→ **Your task**:
After finding the line with "Pos2::new(x + seg_w, plot.bottom()));" in the entries below, retype exactly each line from there through the line with "if let Some(t)", including that final line.

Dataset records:
○ ○ ○ ○ ○ ○ ○

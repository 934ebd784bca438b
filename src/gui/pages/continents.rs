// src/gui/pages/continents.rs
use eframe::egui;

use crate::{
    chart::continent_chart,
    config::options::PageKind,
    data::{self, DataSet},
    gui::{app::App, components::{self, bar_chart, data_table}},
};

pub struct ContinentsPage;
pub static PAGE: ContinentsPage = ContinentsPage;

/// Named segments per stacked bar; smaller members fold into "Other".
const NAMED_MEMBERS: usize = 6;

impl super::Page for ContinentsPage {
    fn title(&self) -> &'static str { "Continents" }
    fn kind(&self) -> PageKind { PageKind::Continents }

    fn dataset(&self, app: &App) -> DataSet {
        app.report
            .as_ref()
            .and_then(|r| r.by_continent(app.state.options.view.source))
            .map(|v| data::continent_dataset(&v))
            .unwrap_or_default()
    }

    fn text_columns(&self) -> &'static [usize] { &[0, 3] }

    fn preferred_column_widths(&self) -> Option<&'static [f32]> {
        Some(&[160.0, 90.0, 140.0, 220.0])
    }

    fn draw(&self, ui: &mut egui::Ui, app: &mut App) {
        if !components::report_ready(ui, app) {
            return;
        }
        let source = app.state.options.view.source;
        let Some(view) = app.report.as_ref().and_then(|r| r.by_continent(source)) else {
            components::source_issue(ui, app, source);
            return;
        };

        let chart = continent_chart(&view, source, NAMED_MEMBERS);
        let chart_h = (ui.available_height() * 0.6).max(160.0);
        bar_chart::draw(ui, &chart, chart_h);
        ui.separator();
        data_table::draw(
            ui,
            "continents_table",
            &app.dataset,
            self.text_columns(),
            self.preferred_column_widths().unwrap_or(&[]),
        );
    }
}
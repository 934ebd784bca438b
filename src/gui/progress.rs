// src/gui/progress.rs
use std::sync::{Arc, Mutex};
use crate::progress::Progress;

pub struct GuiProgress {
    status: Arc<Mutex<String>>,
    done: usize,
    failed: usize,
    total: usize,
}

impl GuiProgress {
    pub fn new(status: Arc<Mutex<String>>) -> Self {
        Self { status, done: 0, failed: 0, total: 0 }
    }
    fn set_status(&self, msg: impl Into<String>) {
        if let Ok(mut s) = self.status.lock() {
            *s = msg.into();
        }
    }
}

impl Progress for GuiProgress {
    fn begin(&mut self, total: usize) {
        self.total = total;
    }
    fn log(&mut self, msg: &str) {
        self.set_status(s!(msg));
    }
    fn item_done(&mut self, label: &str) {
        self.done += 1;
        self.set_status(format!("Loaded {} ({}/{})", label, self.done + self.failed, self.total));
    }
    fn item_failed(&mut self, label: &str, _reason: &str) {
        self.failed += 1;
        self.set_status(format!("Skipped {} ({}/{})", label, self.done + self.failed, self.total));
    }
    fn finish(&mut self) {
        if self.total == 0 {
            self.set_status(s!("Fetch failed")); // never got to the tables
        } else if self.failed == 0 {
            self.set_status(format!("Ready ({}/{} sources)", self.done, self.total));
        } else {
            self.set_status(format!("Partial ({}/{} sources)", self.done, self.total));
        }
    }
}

○ ○ ○ ○ ○ ○ ○

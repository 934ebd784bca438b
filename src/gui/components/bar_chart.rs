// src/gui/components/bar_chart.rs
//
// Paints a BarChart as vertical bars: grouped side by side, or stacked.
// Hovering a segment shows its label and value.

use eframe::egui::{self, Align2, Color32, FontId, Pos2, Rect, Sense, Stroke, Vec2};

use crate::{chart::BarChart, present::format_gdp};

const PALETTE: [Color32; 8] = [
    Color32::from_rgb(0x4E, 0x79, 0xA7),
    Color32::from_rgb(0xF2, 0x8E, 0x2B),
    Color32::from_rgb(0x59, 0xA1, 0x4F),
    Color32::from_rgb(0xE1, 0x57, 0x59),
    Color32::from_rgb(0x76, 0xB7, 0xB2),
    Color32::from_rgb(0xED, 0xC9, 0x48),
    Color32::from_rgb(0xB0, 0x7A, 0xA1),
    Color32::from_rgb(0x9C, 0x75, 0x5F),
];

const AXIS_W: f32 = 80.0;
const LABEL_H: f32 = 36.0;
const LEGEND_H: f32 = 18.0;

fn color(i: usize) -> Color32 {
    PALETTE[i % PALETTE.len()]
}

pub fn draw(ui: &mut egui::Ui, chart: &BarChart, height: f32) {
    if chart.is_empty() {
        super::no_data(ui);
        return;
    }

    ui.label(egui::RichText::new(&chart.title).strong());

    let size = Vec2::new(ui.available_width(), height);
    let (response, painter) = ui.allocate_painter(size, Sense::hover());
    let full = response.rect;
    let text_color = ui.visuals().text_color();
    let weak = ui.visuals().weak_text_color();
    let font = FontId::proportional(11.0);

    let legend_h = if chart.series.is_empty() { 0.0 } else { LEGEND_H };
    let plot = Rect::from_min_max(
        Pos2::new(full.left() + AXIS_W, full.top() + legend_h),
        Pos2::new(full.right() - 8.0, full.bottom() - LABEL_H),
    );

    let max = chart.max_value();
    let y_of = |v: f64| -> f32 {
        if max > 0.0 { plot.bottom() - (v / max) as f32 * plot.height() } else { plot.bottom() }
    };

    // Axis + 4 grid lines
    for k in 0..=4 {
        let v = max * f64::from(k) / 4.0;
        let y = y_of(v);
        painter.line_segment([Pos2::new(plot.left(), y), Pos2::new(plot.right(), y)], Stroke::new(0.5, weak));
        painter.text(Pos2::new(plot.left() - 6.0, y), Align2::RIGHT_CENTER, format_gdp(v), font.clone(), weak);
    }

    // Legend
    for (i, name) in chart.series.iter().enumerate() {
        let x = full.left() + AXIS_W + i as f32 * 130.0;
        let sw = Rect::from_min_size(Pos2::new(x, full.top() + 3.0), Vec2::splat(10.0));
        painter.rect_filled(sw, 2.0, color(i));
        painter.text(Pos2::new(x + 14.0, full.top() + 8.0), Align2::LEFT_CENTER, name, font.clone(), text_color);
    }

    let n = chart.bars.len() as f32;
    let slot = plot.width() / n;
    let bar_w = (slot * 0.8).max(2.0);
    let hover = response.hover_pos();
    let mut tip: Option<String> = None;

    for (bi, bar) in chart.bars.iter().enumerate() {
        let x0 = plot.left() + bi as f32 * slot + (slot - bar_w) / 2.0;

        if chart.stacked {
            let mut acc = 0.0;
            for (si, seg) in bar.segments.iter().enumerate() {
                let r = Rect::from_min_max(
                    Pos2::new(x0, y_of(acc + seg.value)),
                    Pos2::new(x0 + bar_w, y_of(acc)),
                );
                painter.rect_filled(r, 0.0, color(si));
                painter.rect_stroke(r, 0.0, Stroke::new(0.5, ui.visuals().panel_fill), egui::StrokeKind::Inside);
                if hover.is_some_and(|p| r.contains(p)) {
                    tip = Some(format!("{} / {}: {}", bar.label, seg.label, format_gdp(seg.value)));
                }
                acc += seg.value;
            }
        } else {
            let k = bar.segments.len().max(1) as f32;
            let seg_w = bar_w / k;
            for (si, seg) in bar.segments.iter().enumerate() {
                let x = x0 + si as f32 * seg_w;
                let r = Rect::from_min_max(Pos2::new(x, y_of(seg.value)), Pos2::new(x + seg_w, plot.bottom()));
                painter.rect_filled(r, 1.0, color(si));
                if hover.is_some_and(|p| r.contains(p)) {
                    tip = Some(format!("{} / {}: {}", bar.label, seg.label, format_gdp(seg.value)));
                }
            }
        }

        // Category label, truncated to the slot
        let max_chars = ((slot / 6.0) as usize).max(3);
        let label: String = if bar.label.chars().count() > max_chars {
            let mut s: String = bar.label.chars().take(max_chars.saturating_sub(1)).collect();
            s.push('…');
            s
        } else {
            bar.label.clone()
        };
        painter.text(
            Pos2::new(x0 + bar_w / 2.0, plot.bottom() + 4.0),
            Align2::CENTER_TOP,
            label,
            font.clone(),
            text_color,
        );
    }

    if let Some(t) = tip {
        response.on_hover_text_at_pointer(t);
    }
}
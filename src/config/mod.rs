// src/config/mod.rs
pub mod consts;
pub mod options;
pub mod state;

○ ○ ○ ○ ○ ○ ○

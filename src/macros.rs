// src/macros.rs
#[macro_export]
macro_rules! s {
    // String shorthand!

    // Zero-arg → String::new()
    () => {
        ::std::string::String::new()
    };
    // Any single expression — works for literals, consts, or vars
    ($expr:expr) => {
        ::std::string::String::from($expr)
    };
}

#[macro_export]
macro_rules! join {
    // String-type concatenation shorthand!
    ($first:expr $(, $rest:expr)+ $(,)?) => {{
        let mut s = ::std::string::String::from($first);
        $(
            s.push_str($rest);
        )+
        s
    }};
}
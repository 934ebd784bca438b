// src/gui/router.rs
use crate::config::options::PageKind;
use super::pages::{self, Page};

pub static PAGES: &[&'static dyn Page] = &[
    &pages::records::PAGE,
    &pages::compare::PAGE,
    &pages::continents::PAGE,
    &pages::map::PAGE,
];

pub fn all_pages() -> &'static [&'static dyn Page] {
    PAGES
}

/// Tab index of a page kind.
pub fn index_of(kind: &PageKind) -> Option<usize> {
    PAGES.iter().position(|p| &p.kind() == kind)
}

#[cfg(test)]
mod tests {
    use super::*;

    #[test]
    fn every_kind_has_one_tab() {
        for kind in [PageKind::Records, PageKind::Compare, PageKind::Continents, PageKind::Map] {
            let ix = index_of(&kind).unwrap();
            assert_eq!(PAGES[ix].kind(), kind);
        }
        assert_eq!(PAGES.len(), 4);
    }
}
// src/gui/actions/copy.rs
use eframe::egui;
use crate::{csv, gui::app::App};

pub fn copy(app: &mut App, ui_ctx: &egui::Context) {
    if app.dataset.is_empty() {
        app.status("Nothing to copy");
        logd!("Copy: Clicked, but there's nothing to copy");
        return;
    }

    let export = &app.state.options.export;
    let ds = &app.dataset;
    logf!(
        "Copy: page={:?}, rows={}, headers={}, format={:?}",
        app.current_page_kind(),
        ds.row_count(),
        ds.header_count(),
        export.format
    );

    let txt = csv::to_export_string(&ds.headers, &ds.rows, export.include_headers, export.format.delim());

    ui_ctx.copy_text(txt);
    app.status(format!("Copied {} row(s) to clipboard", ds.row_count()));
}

○ ○ ○ ○ ○ ○ ○

→ **Result of the exercise**:
                let r = Rect::from_min_max(Pos2::new(x, y_of(seg.value)), Pos2::new(x + seg_w, plot.bottom()));
                painter.rect_filled(r, 1.0, color(si));
                if hover.is_some_and(|p| r.contains(p)) {
                    tip = Some(format!("{} / {}: {}", bar.label, seg.label, format_gdp(seg.value)));
                }
            }
        }

        // Category label, truncated to the slot
        let max_chars = ((slot / 6.0) as usize).max(3);
        let label: String = if bar.label.chars().count() > max_chars {
            let mut s: String = bar.label.chars().take(max_chars.saturating_sub(1)).collect();
            s.push('…');
            s
        } else {
            bar.label.clone()
        };
        painter.text(
            Pos2::new(x0 + bar_w / 2.0, plot.bottom() + 4.0),
            Align2::CENTER_TOP,
            label,
            font.clone(),
            text_color,
        );
    }

    if let Some(t) = tip {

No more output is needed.